The Reluctance of Wealthy Investors

There is no shortage of talk about digital assets these days, yet one will not find high net worth clients in any hurry to put their money into cryptocurrency. The numbers bear this out: as reported by The Wolf Of All Streets, under 10% of such well-heeled investors are making crypto allocations at present, with some putting the figure even lower at below 5%. It is a far cry from the kind of hasty, impulsive moves that characterize retail investors.

What is at play here are cultural and procedural matters. A client of Bitwise, for instance, does not make a decision on a whim; it is not unusual for eight meetings to be held before an allocation is finalized. That sort of protracted process is typical of institutions and the wealthy, who would rather take the time for proper due diligence and risk management than make a quick entry.

A Lengthy Educational Process

The episode of The Wolf Of All Streets highlighted one thing in particular: the length of time it takes to educate an institutional player. A high net worth individual may require as much as two years before they are at ease with making a real allocation into cryptocurrency. That is a world away from the speed of a retail investor and speaks to the gulf between the two.

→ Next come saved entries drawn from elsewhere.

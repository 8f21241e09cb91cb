//! Tic-tac-toe board, rules, and game session.

mod action;
mod game;
mod position;
pub mod rules;
mod types;

pub use action::{Move, MoveError};
pub use game::{Game, GameStatus};
pub use position::Position;
pub use rules::{LINES, MoveResult, WinningLine, check_draw, check_winner, evaluate};
pub use types::{Board, BoardError, Player, Square};
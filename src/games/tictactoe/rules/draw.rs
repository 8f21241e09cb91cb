//! Draw detection logic for tic-tac-toe.

use super::super::{Board, Square};

/// Checks if the board is full (all squares occupied).
///
/// A full board is only a draw once [`check_winner`](super::check_winner)
/// has found no winner, since the last move can also complete a line.
pub fn is_full(board: &Board) -> bool {
    board.squares().iter().all(|s| *s != Square::Empty)
}

/// Alias for [`is_full`] under the name the evaluator uses.
pub fn check_draw(board: &Board) -> bool {
    is_full(board)
}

Such a drawn-out process is not simply a matter of getting to grips with the technology. One has to establish trust in the asset, make sense of regulatory ambiguities, and fit it into what is already in place for wealth management. Every move is examined with care, so the flow of capital from institutions is more of a slow trickle than anything else.

Potential Market Impact of Institutional Inflows

One cannot understate the clout of high net worth clients by virtue of the assets they hold, even if their rate of adoption is slow. Tens of trillions of dollars are in the hands of such investors, a figure The Wolf Of All Streets puts forward. Should they see fit to alter their allocation and put more into cryptocurrency, the market would feel it in spades.

There is an expectation that this capital will lend legitimacy to the crypto sector and be the catalyst for some serious price action when it does arrive, so all eyes are on the institutions for any telltale signs of engagement. But at present, the sluggishness of uptake means that wave of institutional money is still down the road; it is a prospect for the future, not something one can count on today.